民泊新法施行1カ月 百戦錬磨・上山康博社長に聞く(1) 仲介サイトが市場をクリーンに
住宅宿泊事業法(民泊新法)が6月15日に施行され、1カ月が過ぎた。全国で民泊事業者からの民泊の届出状況は、6月末の時点で受理が3451件。札幌市の533件が最多で、次いで大阪市の180件、東京都渋谷区の161件。京都市は独自ルールがあり、届出を終えた民泊は比較的少ないという状況だ。民泊新法施行前に民泊仲介業の大手6社では「一般社団法人住宅仲介事業者適正化協会(仮称)」設立に向けた準備会合を開き、適正な民泊を推進する活動を行うとしている。その中心者であり、2012年の創業より一貫して合法での民泊事業を推進してきた百戦錬磨の上山康博社長に考えを聞いた。
“適正化”へ協会立ち上げ
―民泊新法施行前に違法民泊4万件を削除し、その対応が高く評価された仲介業者が新法施行後、違法民泊をサイトに掲載しているとして問題になりました。その仲介業者は今回設立準備を発表した協会の大手6社の中に入っていますが、きちんとした協会は設立できるんでしょうか。
上山 44件の登録されていない民泊が載っていて京都市が観光庁に摘発したというものですね。当社は「STAY JAPAN」という民泊仲介サイトを運営しておりますが、これまでも合法の施設のみを掲載しており、今後も許認可を持つ施設のみをしっかりとチェックし掲載していきます。
ただ、一部の民泊仲介サイトでは新法施行後すぐの段階では、表では適正な民泊を推進するといいながら、裏では違法民泊が放置されていたといわれています。

民泊仲介業による適正民泊推進を語る上山社長
―やはり、放置されているんですね。
上山 放置しているとしか見えないものもありました。なぜか、1軒や2軒ではないからです。ただ、京都も東京も違法民泊に関しては観光庁も理解していて、しっかりとした指導を行っています。
また、前述された民泊仲介サイトの適正化を図る協会の立ち上げも準備されており、市場の適正化を推進していきたいです。そのためにも、まずは参入する仲介サイトが市場をクリーニングしないといけない。

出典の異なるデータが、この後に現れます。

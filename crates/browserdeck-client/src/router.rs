//! Envelope decoding and subscriber fan-out.

use serde_json::Value;
use std::collections::HashMap;
use std::panic::{catch_unwind, AssertUnwindSafe};
use std::sync::{Arc, Mutex, Weak};
use tracing::warn;

/// Reserved kind whose subscribers receive every decoded envelope.
pub const WILDCARD_KIND: &str = "all";

type Handler = Arc<dyn Fn(&Value) + Send + Sync>;

#[derive(Default)]
struct RouterInner {
    next_id: u64,
    handlers: HashMap<String, Vec<(u64, Handler)>>,
}

/// Dispatches decoded `{type, data}` envelopes to registered subscribers.
///
/// Kind-specific subscribers run first, in insertion order, with the `data`
/// payload; [`WILDCARD_KIND`] subscribers then receive the full envelope.
/// Malformed frames are dropped and logged, never surfaced.
#[derive(Clone, Default)]
pub struct MessageRouter {
    inner: Arc<Mutex<RouterInner>>,
}

/// Capability to remove one registered subscriber.
///
/// Calling [`Subscription::cancel`] more than once is harmless.
pub struct Subscription {
    kind: String,
    id: u64,
    inner: Weak<Mutex<RouterInner>>,
}

impl Subscription {
    /// Remove exactly the callback this handle was returned for.
    pub fn cancel(&self) {
        if let Some(inner) = self.inner.upgrade() {
            let mut inner = inner.lock().unwrap();
            if let Some(list) = inner.handlers.get_mut(&self.kind) {
                list.retain(|(id, _)| *id != self.id);
            }
        }
    }
}

impl MessageRouter {
    /// Create an empty router.
    pub fn new() -> Self {
        Self::default()
    }

    /// Register a callback for a message kind and return its cancel handle.
    pub fn subscribe<F>(&self, kind: &str, handler: F) -> Subscription
    where
        F: Fn(&Value) + Send + Sync + 'static,
    {
        let mut inner = self.inner.lock().unwrap();
        let id = inner.next_id;
        inner.next_id += 1;
        inner
            .handlers
            .entry(kind.to_owned())
            .or_default()
            .push((id, Arc::new(handler)));

        Subscription {
            kind: kind.to_owned(),
            id,
            inner: Arc::downgrade(&self.inner),
        }
    }

    /// Decode a raw frame and deliver it to subscribers.
    pub fn dispatch(&self, raw: &str) {
        let envelope: Value = match serde_json::from_str(raw) {
            Ok(v) => v,
            Err(e) => {
                warn!(error = %e, "Dropping malformed frame");
                return;
            }
        };
        let Some(kind) = envelope.get("type").and_then(Value::as_str) else {
            warn!("Dropping frame without a type field");
            return;
        };
        let data = envelope.get("data").cloned().unwrap_or(Value::Null);

        // Snapshot the subscriber lists so callbacks run without the lock
        // held and may subscribe/cancel reentrantly.
        let (for_kind, for_all) = {
            let inner = self.inner.lock().unwrap();
            (
                snapshot_handlers(&inner, kind),
                snapshot_handlers(&inner, WILDCARD_KIND),
            )
        };

        for handler in &for_kind {
            invoke(handler, &data);
        }
        for handler in &for_all {
            invoke(handler, &envelope);
        }
    }
}

fn snapshot_handlers(inner: &RouterInner, kind: &str) -> Vec<Handler> {
    inner
        .handlers
        .get(kind)
        .map(|list| list.iter().map(|(_, h)| h.clone()).collect())
        .unwrap_or_default()
}

/// Invoke one subscriber, isolating a panic so the rest still run.
fn invoke(handler: &Handler, payload: &Value) {
    if catch_unwind(AssertUnwindSafe(|| handler(payload))).is_err() {
        warn!("Subscriber panicked during dispatch");
    }
}

#[cfg(test)]
mod tests {
    use super::*;
    use std::sync::atomic::{AtomicUsize, Ordering};

    fn counting_subscriber(router: &MessageRouter, kind: &str) -> (Subscription, Arc<AtomicUsize>) {
        let count = Arc::new(AtomicUsize::new(0));
        let counter = count.clone();
        let sub = router.subscribe(kind, move |_| {
            counter.fetch_add(1, Ordering::SeqCst);
        });
        (sub, count)
    }

    #[test]
    fn test_dispatch_to_kind_and_wildcard() {
        let router = MessageRouter::new();
        let (_sub_update, updates) = counting_subscriber(&router, "update");
        let (_sub_all, all) = counting_subscriber(&router, WILDCARD_KIND);
        let (_sub_other, other) = counting_subscriber(&router, "status");

        router.dispatch(r#"{"type":"update","data":{"progress":0.5}}"#);

        assert_eq!(updates.load(Ordering::SeqCst), 1);
        assert_eq!(all.load(Ordering::SeqCst), 1);
        assert_eq!(other.load(Ordering::SeqCst), 0);
    }

    #[test]
    fn test_kind_subscribers_receive_data_payload() {
        let router = MessageRouter::new();
        let seen = Arc::new(Mutex::new(None));
        let sink = seen.clone();
        let _sub = router.subscribe("update", move |data| {
            *sink.lock().unwrap() = Some(data.clone());
        });

        router.dispatch(r#"{"type":"update","data":{"progress":0.5}}"#);

        let payload = seen.lock().unwrap().take().unwrap();
        assert_eq!(payload["progress"], 0.5);
        assert!(payload.get("type").is_none());
    }

    #[test]
    fn test_wildcard_receives_full_envelope() {
        let router = MessageRouter::new();
        let seen = Arc::new(Mutex::new(None));
        let sink = seen.clone();
        let _sub = router.subscribe(WILDCARD_KIND, move |envelope| {
            *sink.lock().unwrap() = Some(envelope.clone());
        });

        router.dispatch(r#"{"type":"error","message":"boom"}"#);

        let envelope = seen.lock().unwrap().take().unwrap();
        assert_eq!(envelope["type"], "error");
        assert_eq!(envelope["message"], "boom");
    }

    #[test]
    fn test_malformed_frames_are_dropped() {
        let router = MessageRouter::new();
        let (_sub, count) = counting_subscriber(&router, WILDCARD_KIND);

        router.dispatch("not json at all");
        router.dispatch(r#"{"data":{"progress":1.0}}"#);

        assert_eq!(count.load(Ordering::SeqCst), 0);
    }

    #[test]
    fn test_unsubscribe_is_exact_and_idempotent() {
        let router = MessageRouter::new();
        let (sub_a, count_a) = counting_subscriber(&router, "update");
        let (_sub_b, count_b) = counting_subscriber(&router, "update");

        sub_a.cancel();
        sub_a.cancel();
        router.dispatch(r#"{"type":"update","data":{}}"#);

        assert_eq!(count_a.load(Ordering::SeqCst), 0);
        assert_eq!(count_b.load(Ordering::SeqCst), 1);
    }

    #[test]
    fn test_panicking_subscriber_does_not_block_the_next() {
        let router = MessageRouter::new();
        let _panicker = router.subscribe("update", |_| panic!("subscriber bug"));
        let (_sub, count) = counting_subscriber(&router, "update");

        router.dispatch(r#"{"type":"update","data":{}}"#);

        assert_eq!(count.load(Ordering::SeqCst), 1);
    }

    #[test]
    fn test_dispatch_order_is_insertion_order() {
        let router = MessageRouter::new();
        let order = Arc::new(Mutex::new(Vec::new()));
        let subs: Vec<Subscription> = ["first", "second", "third"]
            .into_iter()
            .map(|label| {
                let log = order.clone();
                router.subscribe("update", move |_| log.lock().unwrap().push(label))
            })
            .collect();

        router.dispatch(r#"{"type":"update","data":{}}"#);

        assert_eq!(*order.lock().unwrap(), vec!["first", "second", "third"]);
        drop(subs);
    }
}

クリーニングができた段階で住宅仲介事業者適正化協会(仮称)をスタートできれば、この民泊新法を契機に日本の「民泊」ブランドが世界に対して安全・安心な基準をクリアしているものであると発信することができます。
これまでの違法民泊に関する報道などで「民泊」というもの自体のイメージが低下しました。これを今一度、違法民泊とこれからの合法民泊とはまったくの別物であることを明確化し、市場をクリーンにするために協会を立ち上げようとしているんです。